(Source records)
______________________________

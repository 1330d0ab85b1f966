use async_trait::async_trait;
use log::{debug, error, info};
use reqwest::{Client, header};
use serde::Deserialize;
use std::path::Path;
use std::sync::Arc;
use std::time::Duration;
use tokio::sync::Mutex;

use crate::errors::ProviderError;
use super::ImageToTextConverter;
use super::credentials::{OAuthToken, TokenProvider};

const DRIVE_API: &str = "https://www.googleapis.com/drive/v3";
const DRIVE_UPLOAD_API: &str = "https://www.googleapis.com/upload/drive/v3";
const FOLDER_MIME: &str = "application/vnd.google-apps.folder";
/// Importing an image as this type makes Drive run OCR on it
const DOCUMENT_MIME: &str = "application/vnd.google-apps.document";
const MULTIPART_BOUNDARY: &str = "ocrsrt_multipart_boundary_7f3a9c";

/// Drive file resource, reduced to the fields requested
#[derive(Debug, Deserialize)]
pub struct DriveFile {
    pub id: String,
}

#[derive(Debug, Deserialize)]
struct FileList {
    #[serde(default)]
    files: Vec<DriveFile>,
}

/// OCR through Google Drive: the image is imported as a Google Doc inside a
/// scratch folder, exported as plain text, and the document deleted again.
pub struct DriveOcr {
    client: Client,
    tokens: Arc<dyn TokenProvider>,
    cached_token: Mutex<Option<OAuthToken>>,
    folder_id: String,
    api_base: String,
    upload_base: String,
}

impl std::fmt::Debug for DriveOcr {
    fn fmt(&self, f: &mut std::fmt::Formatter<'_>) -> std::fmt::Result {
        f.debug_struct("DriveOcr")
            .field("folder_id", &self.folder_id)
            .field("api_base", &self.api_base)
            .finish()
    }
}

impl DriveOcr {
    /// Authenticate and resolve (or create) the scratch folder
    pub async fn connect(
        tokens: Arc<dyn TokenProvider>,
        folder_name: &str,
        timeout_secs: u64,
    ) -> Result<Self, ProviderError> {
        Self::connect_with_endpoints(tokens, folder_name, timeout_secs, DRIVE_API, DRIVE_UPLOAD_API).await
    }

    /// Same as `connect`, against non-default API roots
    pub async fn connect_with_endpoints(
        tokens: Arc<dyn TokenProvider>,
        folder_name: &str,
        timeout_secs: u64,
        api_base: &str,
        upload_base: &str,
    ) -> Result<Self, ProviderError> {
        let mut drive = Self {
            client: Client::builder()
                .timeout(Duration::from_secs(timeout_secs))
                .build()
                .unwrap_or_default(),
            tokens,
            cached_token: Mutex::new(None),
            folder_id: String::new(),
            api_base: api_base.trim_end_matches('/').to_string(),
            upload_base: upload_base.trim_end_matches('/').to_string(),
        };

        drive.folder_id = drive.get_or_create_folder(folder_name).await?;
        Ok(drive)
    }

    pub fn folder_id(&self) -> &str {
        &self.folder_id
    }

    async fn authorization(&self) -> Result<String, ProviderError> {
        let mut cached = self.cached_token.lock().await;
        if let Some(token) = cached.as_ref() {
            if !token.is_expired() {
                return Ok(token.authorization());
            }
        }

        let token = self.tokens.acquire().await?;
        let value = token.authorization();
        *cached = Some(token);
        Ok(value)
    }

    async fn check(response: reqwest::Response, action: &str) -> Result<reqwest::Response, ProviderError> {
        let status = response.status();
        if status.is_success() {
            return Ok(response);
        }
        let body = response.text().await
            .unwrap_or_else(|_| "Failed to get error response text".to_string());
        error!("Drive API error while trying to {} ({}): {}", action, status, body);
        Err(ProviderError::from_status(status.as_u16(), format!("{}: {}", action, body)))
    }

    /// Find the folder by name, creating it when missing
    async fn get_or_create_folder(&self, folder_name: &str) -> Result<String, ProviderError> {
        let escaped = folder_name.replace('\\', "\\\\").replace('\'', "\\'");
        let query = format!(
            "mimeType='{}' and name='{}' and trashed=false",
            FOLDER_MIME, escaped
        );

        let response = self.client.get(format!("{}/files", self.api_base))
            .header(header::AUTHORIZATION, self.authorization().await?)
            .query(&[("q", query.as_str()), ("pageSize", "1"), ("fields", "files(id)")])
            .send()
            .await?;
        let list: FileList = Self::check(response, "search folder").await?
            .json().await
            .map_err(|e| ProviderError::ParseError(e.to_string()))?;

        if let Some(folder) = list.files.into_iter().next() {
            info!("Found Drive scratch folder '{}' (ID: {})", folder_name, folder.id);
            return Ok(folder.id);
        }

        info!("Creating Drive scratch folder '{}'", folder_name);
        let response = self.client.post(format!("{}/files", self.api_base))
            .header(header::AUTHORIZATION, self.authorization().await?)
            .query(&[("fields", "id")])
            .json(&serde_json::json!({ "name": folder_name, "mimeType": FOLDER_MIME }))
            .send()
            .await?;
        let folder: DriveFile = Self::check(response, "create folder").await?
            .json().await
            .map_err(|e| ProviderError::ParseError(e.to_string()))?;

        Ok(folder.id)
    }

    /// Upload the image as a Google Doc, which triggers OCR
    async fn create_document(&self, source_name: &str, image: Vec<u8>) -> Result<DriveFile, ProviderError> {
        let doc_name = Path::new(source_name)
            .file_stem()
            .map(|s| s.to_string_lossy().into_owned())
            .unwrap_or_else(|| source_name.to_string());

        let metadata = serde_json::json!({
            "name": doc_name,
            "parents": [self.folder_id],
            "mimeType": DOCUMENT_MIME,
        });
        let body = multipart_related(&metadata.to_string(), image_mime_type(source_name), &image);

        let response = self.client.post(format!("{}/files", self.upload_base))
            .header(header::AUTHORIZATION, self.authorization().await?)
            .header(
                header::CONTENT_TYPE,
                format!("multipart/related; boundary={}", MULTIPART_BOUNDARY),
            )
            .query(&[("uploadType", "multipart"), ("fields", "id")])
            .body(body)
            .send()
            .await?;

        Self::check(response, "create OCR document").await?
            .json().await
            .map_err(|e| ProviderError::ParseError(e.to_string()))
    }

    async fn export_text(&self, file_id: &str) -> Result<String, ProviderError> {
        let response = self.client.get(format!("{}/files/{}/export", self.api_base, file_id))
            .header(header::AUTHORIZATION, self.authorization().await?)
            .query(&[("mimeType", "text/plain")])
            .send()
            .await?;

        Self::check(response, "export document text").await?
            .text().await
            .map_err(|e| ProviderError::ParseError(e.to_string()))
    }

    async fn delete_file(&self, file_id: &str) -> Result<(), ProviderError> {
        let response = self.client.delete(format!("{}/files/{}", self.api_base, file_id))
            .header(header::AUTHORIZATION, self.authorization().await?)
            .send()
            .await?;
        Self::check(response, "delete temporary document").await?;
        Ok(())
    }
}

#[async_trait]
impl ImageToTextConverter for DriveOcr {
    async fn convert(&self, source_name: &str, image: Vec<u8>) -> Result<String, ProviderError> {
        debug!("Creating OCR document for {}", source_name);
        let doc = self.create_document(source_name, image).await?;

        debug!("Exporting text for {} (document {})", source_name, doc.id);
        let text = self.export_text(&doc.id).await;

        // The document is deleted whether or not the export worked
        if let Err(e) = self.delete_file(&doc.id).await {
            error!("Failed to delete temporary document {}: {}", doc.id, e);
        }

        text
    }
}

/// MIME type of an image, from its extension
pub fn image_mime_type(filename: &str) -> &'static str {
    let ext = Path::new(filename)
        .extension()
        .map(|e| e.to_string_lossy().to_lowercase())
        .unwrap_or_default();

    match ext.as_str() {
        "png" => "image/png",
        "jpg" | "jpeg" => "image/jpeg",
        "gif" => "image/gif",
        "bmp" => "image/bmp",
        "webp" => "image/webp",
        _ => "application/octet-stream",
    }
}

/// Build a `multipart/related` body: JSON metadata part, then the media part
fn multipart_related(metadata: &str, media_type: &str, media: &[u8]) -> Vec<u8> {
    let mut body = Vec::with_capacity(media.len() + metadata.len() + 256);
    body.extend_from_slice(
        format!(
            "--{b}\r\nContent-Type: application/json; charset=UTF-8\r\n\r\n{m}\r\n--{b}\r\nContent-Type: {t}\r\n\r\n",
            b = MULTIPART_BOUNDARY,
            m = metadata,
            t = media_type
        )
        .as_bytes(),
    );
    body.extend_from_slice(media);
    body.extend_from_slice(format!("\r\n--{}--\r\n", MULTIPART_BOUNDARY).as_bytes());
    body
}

______________________________

Report the number of lines in the entries that hold the word "application". Nothing else is wanted.

▸ **Problem solution**: 4